= Fernando Castro Palao =

Spanish Jesuit theologian (1581–1633)

Fernando Castro Palao (b. at León in 1581; d. at Medina, 1 December 1633) was a Spanish Jesuit theologian.

==Life==

At the age of fifteen, in 1596, he entered the Society of Jesus. He taught philosophy at Valladolid, moral theology at Compostela, and scholastic theology at Salamanca.

Later he became rector of the College of Medina, and consultor and qualificator of the Holy Inquisition. He filled these three offices until his death.

==Theologian==

He excelled as a moral theologian; his classes of moral theology were attended by a greater number of students than were ever known to follow the course at Compostella. His decisions were regarded as oracles, and difficult cases were submitted to him for solution. Alphonsus Liguori numbers him among the principal authorities on moral theology (Dissert. schol. mor., Naples, 1755, c. iv, n. 119) and Jean-Pierre Gury calls him "a probabilist, a most learned, wise, erudite, and prolific author."

==Works==

His "Opus Morale" comprises seven volumes, and covers in the same number of treatises, the whole field of moral theology.
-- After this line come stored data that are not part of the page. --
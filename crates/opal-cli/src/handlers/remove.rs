use std::path::Path;

use anyhow::Result;

use opal_core::RemoveManager;

pub struct RemoveHandler;

impl RemoveHandler {
    pub fn handle_remove(packages: &[String]) -> Result<()> {
        for name in packages {
            RemoveManager::remove(Path::new("."), name)?;
        }
        Ok(())
    }
}
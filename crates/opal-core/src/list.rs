use std::path::Path;

use opal_error::Result;
use opal_project::read_manifest_in;

pub struct ListManager;

pub struct DependencyListing {
    pub name: String,
    pub range: String,
    pub dev: bool,
}

impl ListManager {
    /// The manifest's declared dependencies, runtime first, in manifest
    /// order.
    pub fn list(project_dir: &Path) -> Result<Vec<DependencyListing>> {
        let manifest = read_manifest_in(project_dir)?;
        let mut listings = Vec::new();

        if let Some(deps) = &manifest.dependencies {
            for (name, range) in deps {
                listings.push(DependencyListing {
                    name: name.clone(),
                    range: range.clone(),
                    dev: false,
                });
            }
        }
        if let Some(deps) = &manifest.dev_dependencies {
            for (name, range) in deps {
                listings.push(DependencyListing {
                    name: name.clone(),
                    range: range.clone(),
                    dev: true,
                });
            }
        }

        Ok(listings)
    }
}
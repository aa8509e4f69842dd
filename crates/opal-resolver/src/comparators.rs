use semver::Version;

#[derive(Debug, Clone, PartialEq, Eq)]
pub enum Comparator {
    Exact(Version),
    GreaterThan(Version),
    GreaterThanOrEqual(Version),
    LessThan(Version),
    LessThanOrEqual(Version),
    /// `^`: compatible within the leading non-zero segment
    Compatible(Version),
    /// `~`: compatible within the same minor
    Tilde(Version),
    /// x-range on the minor, e.g. `1.x`
    SameMajor(u64),
    /// x-range on the patch, e.g. `1.2.x`
    SameMinor(u64, u64),
    /// `*`
    Wildcard,
}

impl Comparator {
    #[must_use]
    pub fn matches(&self, version: &Version) -> bool {
        match self {
            Self::Exact(v) => version == v,
            Self::GreaterThan(v) => version > v,
            Self::GreaterThanOrEqual(v) => version >= v,
            Self::LessThan(v) => version < v,
            Self::LessThanOrEqual(v) => version <= v,
            Self::Wildcard => true,
            Self::SameMajor(major) => version.major == *major,
            Self::SameMinor(major, minor) => version.major == *major && version.minor == *minor,
            Self::Compatible(v) => {
                // ^1.2.3 admits >=1.2.3 <2.0.0
                // ^0.2.3 admits >=0.2.3 <0.3.0
                // ^0.0.3 admits only 0.0.3
                if version < v {
                    return false;
                }
                if v.major > 0 {
                    version.major == v.major
                } else if v.minor > 0 {
                    version.major == 0 && version.minor == v.minor
                } else {
                    version.major == 0 && version.minor == 0 && version.patch == v.patch
                }
            }
            Self::Tilde(v) => {
                // ~1.2.3 admits >=1.2.3 <1.3.0
                version >= v && version.major == v.major && version.minor == v.minor
            }
        }
    }
}

/// One AND-clause of a range expression: every comparator must hold.
#[derive(Debug, Clone, PartialEq, Eq)]
pub struct Range {
    pub comparators: Vec<Comparator>,
}

impl Range {
    #[must_use]
    pub fn new(comparators: Vec<Comparator>) -> Self {
        Self { comparators }
    }

    #[must_use]
    pub fn matches(&self, version: &Version) -> bool {
        self.comparators.iter().all(|comp| comp.matches(version))
    }
}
It appeared first at Lyon, 1631–51; its fifth edition is dated 1700. A general index to the whole work is found in the fourth volume of this last edition, and also in the third edition, which appeared at Venice in 1721.

Immediately after his death (1633) there appeared at Valladolid a meditation book written by him, entitled, "Manual del Cristiano de varias consideraciones para el exercico santa de la oracion." The first part of this work contains meditations on the end of man; the second treats of the life of Christ and his Blessed Mother; the third considers God and his relationship to humanity.

An English translation of a letter of Castro Palao on the death of Thomas White appeared in The Month for 1890 (vol. 69, pp. 91–93).